# How to complete this task
Could you reproduce the lines below from the one with "through the gate" through the one with "fn init_logging(json: bool)"? Keep both ends and add nothing.
[[ The input open ]]
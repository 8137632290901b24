mod commands;

use clap::{Parser, Subcommand};
use configgate_types::ValueKind;
use tracing_subscriber::{layer::SubscriberExt, util::SubscriberInitExt};

#[derive(Parser)]
#[command(name = "configgate-admin")]
#[command(version, about = "Operator CLI for ConfigGate")]
pub struct Cli {
    /// Print reports and logs as JSON
    #[arg(long, global = true)]
    pub json: bool,

    #[command(subcommand)]
    pub command: Commands,
}

#[derive(Subcommand)]
pub enum Commands {
    /// Generate fresh ENCRYPTION_KEY material
    Keygen,

    /// Report sensitive settings stored in plaintext or failing to decrypt
    Audit,

    /// Encrypt sensitive settings stored in plaintext
    Migrate {
        /// Report what would change without writing
        #[arg(long)]
        dry_run: bool,
    },

    /// (Re)install the database triggers that reject sensitive plaintext
    Protect,

    /// Full security check; exits with status 1 unless secure
    Check,

    /// Show one setting (masked unless --reveal)
    Get {
        category: String,
        key: String,

        /// Print the decrypted value
        #[arg(long)]
        reveal: bool,
    },

    /// Save a setting through the gate
    Set {
        category: String,
        key: String,

        /// Value to store. Prompted without echo when omitted.
        value: Option<String>,

        #[arg(long, value_parser = parse_kind, default_value = "str")]
        kind: ValueKind,

        #[arg(long)]
        description: Option<String>,

        #[arg(long, default_value = "cli")]
        actor: String,
    },

    /// Deactivate a setting
    Delete {
        category: String,
        key: String,

        #[arg(long, default_value = "cli")]
        actor: String,
    },

    /// Replace all settings with the built-in defaults
    Reset {
        #[arg(long, default_value = "cli")]
        actor: String,
    },
}

fn parse_kind(s: &str) -> Result<ValueKind, String> {
    ValueKind::parse(s).map_err(|e| e.to_string())
}

fn init_logging(json: bool) {
    let filter = tracing_subscriber::EnvFilter::try_from_default_env()
        .unwrap_or_else(|_| "configgate=warn,configgate_admin=info".into());
    let registry = tracing_subscriber::registry().with(filter);

    // Logs go to stderr so stdout carries only reports
    if json {
        registry
            .with(tracing_subscriber::fmt::layer().json().with_writer(std::io::stderr))
            .init();
    } else {
        registry
            .with(tracing_subscriber::fmt::layer().with_writer(std::io::stderr))
            .init();
    }
}

#[tokio::main]
async fn main() -> anyhow::Result<()> {
    // A missing .env is fine
    let _ = dotenvy::dotenv();
    let cli = Cli::parse();
    init_logging(cli.json);

    commands::execute(cli).await
}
[[ The input closed ]]
# Response area
    /// Save a setting through the gate
    Set {
        category: String,
        key: String,

        /// Value to store. Prompted without echo when omitted.
        value: Option<String>,

        #[arg(long, value_parser = parse_kind, default_value = "str")]
        kind: ValueKind,

        #[arg(long)]
        description: Option<String>,

        #[arg(long, default_value = "cli")]
        actor: String,
    },

    /// Deactivate a setting
    Delete {
        category: String,
        key: String,

        #[arg(long, default_value = "cli")]
        actor: String,
    },

    /// Replace all settings with the built-in defaults
    Reset {
        #[arg(long, default_value = "cli")]
        actor: String,
    },
}

fn parse_kind(s: &str) -> Result<ValueKind, String> {
    ValueKind::parse(s).map_err(|e| e.to_string())
}

fn init_logging(json: bool) {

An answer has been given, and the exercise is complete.